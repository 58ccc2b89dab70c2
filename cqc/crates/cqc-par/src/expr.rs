//! Expression grammar, layered by precedence from highest to lowest:
//! primary, postfix, multiplicative, additive, relational/equality
//! (spec.md §4.2). Assignment and `+=` are statement forms, parsed in
//! `stmt.rs`, and never reachable from here.

use cqc_lex::TokenKind;
use cqc_util::ParseError;

use crate::ast::{BinOp, NodeKind, UnaryOp};
use crate::{NodeId, Parser};

impl<'t> Parser<'t> {
    /// The root of the expression grammar: a left-associative chain of
    /// relational/equality comparisons over additive expressions.
    pub(crate) fn parse_expr(&mut self) -> Result<NodeId, ParseError> {
        let mut lhs = self.parse_additive()?;
        loop {
            let op = match self.cursor.peek_kind() {
                TokenKind::Lt => BinOp::Lt,
                TokenKind::Gt => BinOp::Gt,
                TokenKind::LtEq => BinOp::Le,
                TokenKind::EqEq => BinOp::Eq,
                TokenKind::NotEq => BinOp::Ne,
                _ => break,
            };
            let span = self.cursor.peek().span;
            self.cursor.bump();
            let rhs = self.parse_additive()?;
            lhs = self.ast.push(NodeKind::Binary { op, lhs, rhs }, span);
        }
        Ok(lhs)
    }

    fn parse_additive(&mut self) -> Result<NodeId, ParseError> {
        let mut lhs = self.parse_multiplicative()?;
        loop {
            let op = match self.cursor.peek_kind() {
                TokenKind::Plus => BinOp::Add,
                TokenKind::Minus => BinOp::Sub,
                _ => break,
            };
            let span = self.cursor.peek().span;
            self.cursor.bump();
            let rhs = self.parse_multiplicative()?;
            lhs = self.ast.push(NodeKind::Binary { op, lhs, rhs }, span);
        }
        Ok(lhs)
    }

    fn parse_multiplicative(&mut self) -> Result<NodeId, ParseError> {
        let mut lhs = self.parse_postfix()?;
        loop {
            let op = match self.cursor.peek_kind() {
                TokenKind::Star => BinOp::Mul,
                TokenKind::Slash => BinOp::Div,
                _ => break,
            };
            let span = self.cursor.peek().span;
            self.cursor.bump();
            let rhs = self.parse_postfix()?;
            lhs = self.ast.push(NodeKind::Binary { op, lhs, rhs }, span);
        }
        Ok(lhs)
    }

    /// A primary expression followed by any mix of `(args)` calls and
    /// `[expr]` indexes, optionally trailed by one `++`.
    fn parse_postfix(&mut self) -> Result<NodeId, ParseError> {
        let mut node = self.parse_primary()?;
        loop {
            if self.at(&TokenKind::LParen) {
                let span = self.cursor.peek().span;
                self.cursor.bump();
                let mut args = Vec::new();
                if !self.at(&TokenKind::RParen) {
                    loop {
                        args.push(self.parse_expr()?);
                        if self.at(&TokenKind::Comma) {
                            self.cursor.bump();
                            if self.at(&TokenKind::RParen) {
                                return Err(ParseError::TrailingComma {
                                    span: self.cursor.peek().span,
                                });
                            }
                            continue;
                        }
                        break;
                    }
                }
                self.eat(&TokenKind::RParen)?;
                node = self.ast.push(NodeKind::Call { callee: node, args }, span);
            } else if self.at(&TokenKind::LBracket) {
                let span = self.cursor.peek().span;
                self.cursor.bump();
                let index = self.parse_expr()?;
                self.eat(&TokenKind::RBracket)?;
                node = self.ast.push(NodeKind::Index { base: node, index }, span);
            } else {
                break;
            }
        }

        if self.at(&TokenKind::PlusPlus) {
            let span = self.cursor.peek().span;
            self.cursor.bump();
            node = self.ast.push(
                NodeKind::Unary {
                    op: UnaryOp::PostInc,
                    operand: node,
                    cast_ty: None,
                },
                span,
            );
        }

        Ok(node)
    }

    fn parse_primary(&mut self) -> Result<NodeId, ParseError> {
        let span = self.cursor.peek().span;
        let kind = self.cursor.peek_kind().clone();
        match kind {
            TokenKind::IntLiteral(n) => {
                self.cursor.bump();
                Ok(self.ast.push(NodeKind::IntLiteral(n), span))
            }
            TokenKind::CharLiteral(b) => {
                self.cursor.bump();
                Ok(self.ast.push(NodeKind::CharLiteral(b), span))
            }
            TokenKind::StringLiteral(s) => {
                self.cursor.bump();
                Ok(self.ast.push(NodeKind::StringLiteral(s), span))
            }
            TokenKind::Ident(s) => {
                self.cursor.bump();
                Ok(self.ast.push(NodeKind::Identifier(s), span))
            }
            TokenKind::Star => {
                self.cursor.bump();
                let operand = self.parse_primary()?;
                Ok(self.ast.push(
                    NodeKind::Unary {
                        op: UnaryOp::Deref,
                        operand,
                        cast_ty: None,
                    },
                    span,
                ))
            }
            TokenKind::Minus => {
                self.cursor.bump();
                let operand = self.parse_primary()?;
                Ok(self.ast.push(
                    NodeKind::Unary {
                        op: UnaryOp::Neg,
                        operand,
                        cast_ty: None,
                    },
                    span,
                ))
            }
            TokenKind::Amp => {
                self.cursor.bump();
                let operand = self.parse_primary()?;
                Ok(self.ast.push(
                    NodeKind::Unary {
                        op: UnaryOp::AddrOf,
                        operand,
                        cast_ty: None,
                    },
                    span,
                ))
            }
            TokenKind::LParen => {
                // `(type) expr` is a cast; anything else in parens is a
                // grouped expression. C reserves its type keywords, so the
                // token right after `(` disambiguates without backtracking.
                if self.cursor.peek_n(1).kind.is_type_keyword() {
                    self.cursor.bump();
                    let cast_ty = self.parse_type()?;
                    self.eat(&TokenKind::RParen)?;
                    let operand = self.parse_primary()?;
                    Ok(self.ast.push(
                        NodeKind::Unary {
                            op: UnaryOp::Cast,
                            operand,
                            cast_ty: Some(cast_ty),
                        },
                        span,
                    ))
                } else {
                    self.cursor.bump();
                    let inner = self.parse_expr()?;
                    self.eat(&TokenKind::RParen)?;
                    Ok(inner)
                }
            }
            _ => Err(self.unexpected("an expression")),
        }
    }
}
□ □ □ □ □
Work instructions: The expected answer is a copy of each line in the listing above that contains "UnaryOp".

Output of the exercise:
use crate::ast::{BinOp, NodeKind, UnaryOp};
                    op: UnaryOp::PostInc,
                        op: UnaryOp::Deref,
                        op: UnaryOp::Neg,
                        op: UnaryOp::AddrOf,
                            op: UnaryOp::Cast,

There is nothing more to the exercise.